Work instructions – From the entries that follow, extract each line holding the string "NewCommand".

Available records –
# # # # # # #

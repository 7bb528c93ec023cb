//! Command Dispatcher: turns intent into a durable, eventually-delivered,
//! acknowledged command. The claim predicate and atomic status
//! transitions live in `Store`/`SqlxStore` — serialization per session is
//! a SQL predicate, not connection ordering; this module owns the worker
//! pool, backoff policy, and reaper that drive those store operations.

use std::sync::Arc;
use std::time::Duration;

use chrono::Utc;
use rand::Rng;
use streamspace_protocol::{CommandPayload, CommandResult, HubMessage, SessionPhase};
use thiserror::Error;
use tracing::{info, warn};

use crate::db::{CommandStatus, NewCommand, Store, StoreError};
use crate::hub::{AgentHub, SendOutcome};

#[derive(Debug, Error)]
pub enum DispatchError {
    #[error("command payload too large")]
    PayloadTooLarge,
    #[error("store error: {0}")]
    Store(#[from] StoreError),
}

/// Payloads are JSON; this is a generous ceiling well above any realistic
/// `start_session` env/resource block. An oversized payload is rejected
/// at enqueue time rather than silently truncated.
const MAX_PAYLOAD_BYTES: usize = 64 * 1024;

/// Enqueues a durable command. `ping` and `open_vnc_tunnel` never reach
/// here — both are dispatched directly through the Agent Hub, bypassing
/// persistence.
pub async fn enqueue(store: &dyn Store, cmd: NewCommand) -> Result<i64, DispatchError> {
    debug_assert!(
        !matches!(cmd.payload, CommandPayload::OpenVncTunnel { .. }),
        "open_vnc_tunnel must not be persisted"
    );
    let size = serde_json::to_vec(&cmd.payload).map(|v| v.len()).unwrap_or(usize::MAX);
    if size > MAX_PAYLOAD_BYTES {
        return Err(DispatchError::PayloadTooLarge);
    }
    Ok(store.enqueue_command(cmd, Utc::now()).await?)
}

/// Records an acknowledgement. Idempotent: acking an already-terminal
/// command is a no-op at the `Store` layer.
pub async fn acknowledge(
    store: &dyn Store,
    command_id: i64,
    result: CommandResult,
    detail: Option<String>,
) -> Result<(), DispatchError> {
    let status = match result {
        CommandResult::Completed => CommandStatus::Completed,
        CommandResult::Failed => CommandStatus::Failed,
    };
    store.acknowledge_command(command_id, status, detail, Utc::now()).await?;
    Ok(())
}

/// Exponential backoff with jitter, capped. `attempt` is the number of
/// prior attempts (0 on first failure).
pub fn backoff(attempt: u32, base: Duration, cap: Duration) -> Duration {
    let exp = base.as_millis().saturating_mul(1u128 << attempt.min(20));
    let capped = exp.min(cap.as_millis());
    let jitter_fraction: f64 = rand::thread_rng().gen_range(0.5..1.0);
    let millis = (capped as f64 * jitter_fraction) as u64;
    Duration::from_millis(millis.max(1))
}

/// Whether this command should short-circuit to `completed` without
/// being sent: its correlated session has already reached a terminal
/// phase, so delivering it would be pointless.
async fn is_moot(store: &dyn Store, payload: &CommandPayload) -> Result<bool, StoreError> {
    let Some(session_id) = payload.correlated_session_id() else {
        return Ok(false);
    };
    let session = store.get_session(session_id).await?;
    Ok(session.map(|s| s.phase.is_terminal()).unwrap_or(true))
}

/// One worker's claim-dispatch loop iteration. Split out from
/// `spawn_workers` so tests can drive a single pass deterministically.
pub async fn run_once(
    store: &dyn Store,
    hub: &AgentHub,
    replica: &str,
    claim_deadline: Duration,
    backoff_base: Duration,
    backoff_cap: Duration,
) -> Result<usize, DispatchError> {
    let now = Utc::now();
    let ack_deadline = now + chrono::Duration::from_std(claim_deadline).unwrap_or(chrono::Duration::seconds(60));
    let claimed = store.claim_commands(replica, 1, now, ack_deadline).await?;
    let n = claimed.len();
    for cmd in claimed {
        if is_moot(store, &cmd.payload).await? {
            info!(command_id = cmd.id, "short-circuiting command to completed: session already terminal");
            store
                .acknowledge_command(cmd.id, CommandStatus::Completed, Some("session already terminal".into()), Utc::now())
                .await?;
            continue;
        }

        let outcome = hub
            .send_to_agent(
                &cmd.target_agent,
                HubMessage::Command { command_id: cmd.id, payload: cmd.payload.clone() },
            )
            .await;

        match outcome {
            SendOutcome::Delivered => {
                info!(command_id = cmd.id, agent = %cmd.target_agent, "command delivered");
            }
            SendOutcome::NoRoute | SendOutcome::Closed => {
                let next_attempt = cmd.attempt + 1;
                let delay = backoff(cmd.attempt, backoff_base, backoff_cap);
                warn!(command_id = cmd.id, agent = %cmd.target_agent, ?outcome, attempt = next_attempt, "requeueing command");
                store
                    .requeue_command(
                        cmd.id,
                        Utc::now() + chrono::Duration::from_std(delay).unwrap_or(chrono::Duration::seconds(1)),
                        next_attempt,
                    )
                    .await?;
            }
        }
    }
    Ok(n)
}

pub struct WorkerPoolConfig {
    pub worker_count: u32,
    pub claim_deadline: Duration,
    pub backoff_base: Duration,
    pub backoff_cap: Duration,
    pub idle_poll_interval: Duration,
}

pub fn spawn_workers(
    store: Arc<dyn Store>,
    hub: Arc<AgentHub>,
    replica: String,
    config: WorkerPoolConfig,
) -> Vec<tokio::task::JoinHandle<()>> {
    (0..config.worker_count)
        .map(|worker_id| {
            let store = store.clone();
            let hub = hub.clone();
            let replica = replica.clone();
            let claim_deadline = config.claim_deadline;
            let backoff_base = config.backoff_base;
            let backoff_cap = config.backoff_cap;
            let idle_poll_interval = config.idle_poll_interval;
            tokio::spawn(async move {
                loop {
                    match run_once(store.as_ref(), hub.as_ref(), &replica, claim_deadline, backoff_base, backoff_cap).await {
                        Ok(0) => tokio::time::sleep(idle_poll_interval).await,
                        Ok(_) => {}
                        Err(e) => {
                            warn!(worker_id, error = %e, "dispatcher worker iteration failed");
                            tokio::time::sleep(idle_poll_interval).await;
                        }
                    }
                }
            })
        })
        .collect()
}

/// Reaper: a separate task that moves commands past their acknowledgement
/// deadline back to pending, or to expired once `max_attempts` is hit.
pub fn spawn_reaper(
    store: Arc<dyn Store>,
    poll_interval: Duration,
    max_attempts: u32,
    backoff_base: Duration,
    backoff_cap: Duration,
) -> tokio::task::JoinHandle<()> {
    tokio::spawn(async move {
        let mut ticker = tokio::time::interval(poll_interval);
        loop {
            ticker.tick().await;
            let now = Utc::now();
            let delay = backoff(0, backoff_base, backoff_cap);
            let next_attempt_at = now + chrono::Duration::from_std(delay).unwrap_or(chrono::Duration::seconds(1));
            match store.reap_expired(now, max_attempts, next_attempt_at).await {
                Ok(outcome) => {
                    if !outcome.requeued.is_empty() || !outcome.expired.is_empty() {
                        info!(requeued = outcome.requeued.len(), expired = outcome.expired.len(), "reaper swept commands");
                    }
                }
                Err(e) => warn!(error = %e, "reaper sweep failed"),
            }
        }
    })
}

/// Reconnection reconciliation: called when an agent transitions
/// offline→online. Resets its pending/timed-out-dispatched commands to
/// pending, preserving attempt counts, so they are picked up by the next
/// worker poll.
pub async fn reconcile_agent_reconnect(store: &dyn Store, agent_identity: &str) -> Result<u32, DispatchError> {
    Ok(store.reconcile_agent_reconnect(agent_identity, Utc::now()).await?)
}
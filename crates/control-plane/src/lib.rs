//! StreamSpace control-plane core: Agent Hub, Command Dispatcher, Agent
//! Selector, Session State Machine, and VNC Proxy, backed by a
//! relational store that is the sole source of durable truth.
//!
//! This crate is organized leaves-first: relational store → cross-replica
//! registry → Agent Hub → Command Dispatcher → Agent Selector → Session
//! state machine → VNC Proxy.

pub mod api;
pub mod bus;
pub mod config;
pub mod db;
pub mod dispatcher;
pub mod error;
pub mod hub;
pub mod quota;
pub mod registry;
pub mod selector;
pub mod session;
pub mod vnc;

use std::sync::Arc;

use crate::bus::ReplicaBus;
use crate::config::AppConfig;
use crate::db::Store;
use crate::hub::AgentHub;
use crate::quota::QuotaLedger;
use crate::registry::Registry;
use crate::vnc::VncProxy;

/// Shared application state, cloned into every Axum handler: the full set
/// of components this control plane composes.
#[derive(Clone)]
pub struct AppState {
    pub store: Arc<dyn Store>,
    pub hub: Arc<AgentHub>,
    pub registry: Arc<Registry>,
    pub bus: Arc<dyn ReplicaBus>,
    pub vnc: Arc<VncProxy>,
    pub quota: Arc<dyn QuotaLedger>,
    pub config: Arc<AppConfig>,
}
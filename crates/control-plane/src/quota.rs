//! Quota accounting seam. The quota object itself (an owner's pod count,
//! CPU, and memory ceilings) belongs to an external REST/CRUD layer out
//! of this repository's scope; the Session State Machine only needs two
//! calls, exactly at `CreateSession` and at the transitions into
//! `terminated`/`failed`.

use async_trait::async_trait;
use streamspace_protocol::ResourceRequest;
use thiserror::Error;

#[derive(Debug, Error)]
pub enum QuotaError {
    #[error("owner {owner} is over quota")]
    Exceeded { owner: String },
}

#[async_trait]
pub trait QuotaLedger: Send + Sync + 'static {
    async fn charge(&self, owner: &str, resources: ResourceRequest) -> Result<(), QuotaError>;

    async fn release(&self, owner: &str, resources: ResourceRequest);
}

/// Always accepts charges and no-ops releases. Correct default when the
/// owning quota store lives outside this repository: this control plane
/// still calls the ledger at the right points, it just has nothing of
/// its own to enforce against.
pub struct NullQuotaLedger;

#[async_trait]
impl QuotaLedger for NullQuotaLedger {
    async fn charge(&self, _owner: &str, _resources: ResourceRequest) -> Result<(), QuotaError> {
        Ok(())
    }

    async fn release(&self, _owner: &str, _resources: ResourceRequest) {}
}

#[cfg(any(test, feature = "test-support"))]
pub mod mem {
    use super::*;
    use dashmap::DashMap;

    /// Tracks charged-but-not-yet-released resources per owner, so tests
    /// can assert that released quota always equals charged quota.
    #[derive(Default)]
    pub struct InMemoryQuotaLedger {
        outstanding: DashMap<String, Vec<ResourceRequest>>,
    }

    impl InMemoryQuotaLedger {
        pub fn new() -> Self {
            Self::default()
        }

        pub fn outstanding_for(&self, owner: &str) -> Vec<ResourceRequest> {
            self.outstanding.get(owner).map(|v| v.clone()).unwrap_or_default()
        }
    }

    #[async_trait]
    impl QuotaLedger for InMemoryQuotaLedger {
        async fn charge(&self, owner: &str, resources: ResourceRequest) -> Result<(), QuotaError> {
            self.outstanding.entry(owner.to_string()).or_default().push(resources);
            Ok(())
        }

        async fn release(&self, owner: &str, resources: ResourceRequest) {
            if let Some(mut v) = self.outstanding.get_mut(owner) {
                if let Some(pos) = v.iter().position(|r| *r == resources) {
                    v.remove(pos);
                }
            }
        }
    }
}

# # # # # # #

Solution below –
use crate::db::{CommandStatus, NewCommand, Store, StoreError};
pub async fn enqueue(store: &dyn Store, cmd: NewCommand) -> Result<i64, DispatchError> {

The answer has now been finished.